Glutamate-induced toxicity is known to be mediated by oxidative stress which involves reactive oxygen species such as hydroxyl radicals and superoxide anions.[21] We measured the effect of L. japonica extract on the content of cellular peroxide using the specific fluorescent dye, 2,7-DCF-DA. When cultured cortical cells were treated with glutamate, the cellular peroxide content was increased up to 3 hours after treatment. The increased cellular peroxides induced by glutamate were effectively reduced by the treatment with L. japonica extract [Figure 5]. Glutamate-induced oxidative stress is also known to deplete intracellular Glutathione (GSH), and reduce the activities of antioxidative enzymes such as superoxide dismutase, glutathione reductase and glutathione peroxidase.[2224] We investigated the effect of L. japonica extract on the activities of antioxidant enzymes in glutamate-injured rat cortical cells. Treatment with L. japonica extract significantly preserved the activities of superoxide dismutase, glutathione peroxidase and glutathione reductase to the control level in primary cultures of rat cortical cells injured with glutamate [Table 1]. From these results, it could be suggested that L. japonica extract reduced the formation of reactive oxygen species (ROS) in cells by enhancing the antioxidative defense system.[25] Also, L. japonica extract showed free radical scavenging activity (data not shown).

Figure 5.

Figure 5

Cultures were pretreated with the methanolic extract of L. japonica 1 hr before glutamate exposure. The relative content of intracellular peroxide was determined using the fluorescent dye 2’,7’-dichlorofluorescein diacetate (2,7-DCF-DA).
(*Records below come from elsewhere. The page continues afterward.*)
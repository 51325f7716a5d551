//! Document summarization: validate, extract text, summarize, count.

use super::api_client::AssistantApi;
use super::upload::{format_file_size, validate_upload, UploadCandidate};
use crate::config::UploadConfig;
use crate::stats::{IncrementOutcome, StatKind, StatsStore};
use anyhow::{Context, Result};
use std::path::Path;

#[derive(Debug, Clone, PartialEq, Eq)]
pub struct SummaryReport {
    pub file_name: String,
    pub size_label: String,
    pub summary: String,
    pub stats: IncrementOutcome,
}

/// Reads the text content of an accepted upload. PDFs go through `pdf-extract`.
pub fn extract_text(path: &Path, file: &UploadCandidate) -> Result<String> {
    match file.extension().as_deref() {
        Some(".pdf") => {
            let bytes =
                std::fs::read(path).with_context(|| format!("Failed to read {}", path.display()))?;
            extract_pdf_text(&bytes)
                .with_context(|| format!("Failed to extract text from {}", file.name))
        }
        _ => std::fs::read_to_string(path)
            .with_context(|| format!("Failed to read {}", path.display())),
    }
}

fn extract_pdf_text(bytes: &[u8]) -> Result<String> {
    let text = pdf_extract::extract_text_from_mem(bytes)
        .map_err(|e| anyhow::anyhow!("PDF extraction failed: {}", e))?;
    tracing::debug!(chars = text.len(), "extracted PDF text");
    Ok(text)
}

/// Summarizes a document and counts it once the summary arrives.
pub async fn summarize_file(
    api: &dyn AssistantApi,
    stats: &StatsStore,
    upload: &UploadConfig,
    path: &Path,
) -> Result<SummaryReport> {
    let file = UploadCandidate::from_path(path)
        .with_context(|| format!("Failed to open {}", path.display()))?;
    validate_upload(&file, upload)?;

    let text = extract_text(path, &file)?;
    if text.trim().is_empty() {
        anyhow::bail!("No text found in {}", file.name);
    }

    tracing::info!(file = %file.name, bytes = file.size, "summarizing document");
    let summary = api.summarize(&text).await?;
    let stats = stats.increment_stat(StatKind::DocumentsProcessed).await;

    Ok(SummaryReport {
        size_label: format_file_size(file.size),
        file_name: file.name,
        summary,
        stats,
    })
}

#[cfg(test)]
#[path = "tests/summarize_tests.rs"]
mod tests;
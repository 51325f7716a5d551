use super::*;
use tempfile::TempDir;

#[test]
fn test_default_config() {
    let config = StudyConfig::default_config().unwrap();

    assert_eq!(config.api.base_url, "http://localhost:5000");
    assert_eq!(config.api.timeout_secs, 30);
    assert_eq!(config.remote.kind, RemoteKind::File);
    assert!(config.remote.root.is_none());
    assert_eq!(config.chat.history_limit, 10);
    assert_eq!(config.upload.max_file_bytes, 10 * 1024 * 1024);
    assert_eq!(config.upload.accepted_extensions, vec![".txt", ".pdf"]);
}

#[test]
fn test_default_config_validates() {
    let config = StudyConfig::default_config().unwrap();
    assert!(config.validate().is_ok());
}

#[test]
fn test_yaml_parsing_with_defaults() {
    let yaml = r#"
api:
  base_url: "http://summarizer.internal:8080"
remote:
  kind: memory
"#;
    let config: StudyConfig = serde_yaml::from_str(yaml).unwrap();
    assert_eq!(config.api.base_url, "http://summarizer.internal:8080");
    assert_eq!(config.api.timeout_secs, 30);
    assert_eq!(config.remote.kind, RemoteKind::Memory);
    assert_eq!(config.chat.history_limit, 10);
    assert!(config.validate().is_ok());
}

#[test]
fn test_validate_rejects_empty_base_url() {
    let mut config = StudyConfig::default_config().unwrap();
    config.api.base_url = "  ".to_string();
    let err = config.validate().unwrap_err();
    assert!(err.to_string().contains("base_url"));
}

#[test]
fn test_validate_rejects_zero_limits() {
    let mut config = StudyConfig::default_config().unwrap();
    config.chat.history_limit = 0;
    assert!(config.validate().is_err());

    let mut config = StudyConfig::default_config().unwrap();
    config.upload.max_file_bytes = 0;
    assert!(config.validate().is_err());

    let mut config = StudyConfig::default_config().unwrap();
    config.api.timeout_secs = 0;
    assert!(config.validate().is_err());
}

#[test]
fn test_validate_rejects_bad_extensions() {
    let mut config = StudyConfig::default_config().unwrap();
    config.upload.accepted_extensions = Vec::new();
    assert!(config.validate().is_err());

    config.upload.accepted_extensions = vec!["txt".to_string()];
    let err = config.validate().unwrap_err();
    assert!(err.to_string().contains("must start with a dot"));
}

#[test]
fn test_resolve_prefers_explicit_then_user_file() {
    let temp_dir = TempDir::new().unwrap();
    let user_config = temp_dir.path().join("config.yaml");

    // No user file: embedded defaults
    let config = StudyConfig::resolve(None, &user_config).unwrap();
    assert_eq!(config.api.base_url, "http://localhost:5000");

    std::fs::write(&user_config, "api:\n  base_url: \"http://user:1\"\n").unwrap();
    let config = StudyConfig::resolve(None, &user_config).unwrap();
    assert_eq!(config.api.base_url, "http://user:1");

    let explicit = temp_dir.path().join("explicit.yaml");
    std::fs::write(&explicit, "api:\n  base_url: \"http://explicit:2\"\n").unwrap();
    let config = StudyConfig::resolve(Some(&explicit), &user_config).unwrap();
    assert_eq!(config.api.base_url, "http://explicit:2");
}

#[test]
fn test_load_reports_invalid_file() {
    let temp_dir = TempDir::new().unwrap();
    let path = temp_dir.path().join("bad.yaml");
    std::fs::write(&path, "api:\n  base_url: \"\"\n").unwrap();
    assert!(StudyConfig::load(&path).is_err());

    let missing = temp_dir.path().join("missing.yaml");
    let err = StudyConfig::load(&missing).unwrap_err();
    assert!(err.to_string().contains("Failed to read config file"));
}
The values shown are means ± Standard deviation of three experiments (3-4 cultures per experiment). Glutamate-injured value differs significantly from the control at a level of P<0.001. *P<0.05, **P<0.01, ***P<0.001 vs. Glutamate-injured cells (Analysis of Variance [ANOVA] and Tukey)

Table 1.

The effect of the methanolic extract of L. japonica on antioxidative enzymes such as superoxide dismutase, glutathione reductase and glutathione peroxidase in primary cultures of glutamate-injured rat cortical cells

graphic file with name PM-7-284-g006.jpg

At present, the cellular and molecular mechanisms that underlie the action of L. japonica extract are not fully understood. However, our results show that L. japonica extract significantly protected primary cultured neuronal cells against glutamate-induced oxidative stress via antioxidative activities. Therefore, we conclude that L. japonica extract might offer useful therapeutic choices in the treatment of neurodegenerative disorders caused by excitotoxicity.

ACKNOWLEDGEMENTS

This work was supported by the Grant of the Korean Ministry of Education, Science and Technology (The Regional Core Research Program/Medical & Bio-Material Research Center).

Footnotes

Source of Support: Grant of the Korean Ministry of Education, Science and Technology (The Regional Core Research Program/Medical & Bio-Material Research Center)

Conflict of Interest: None declared.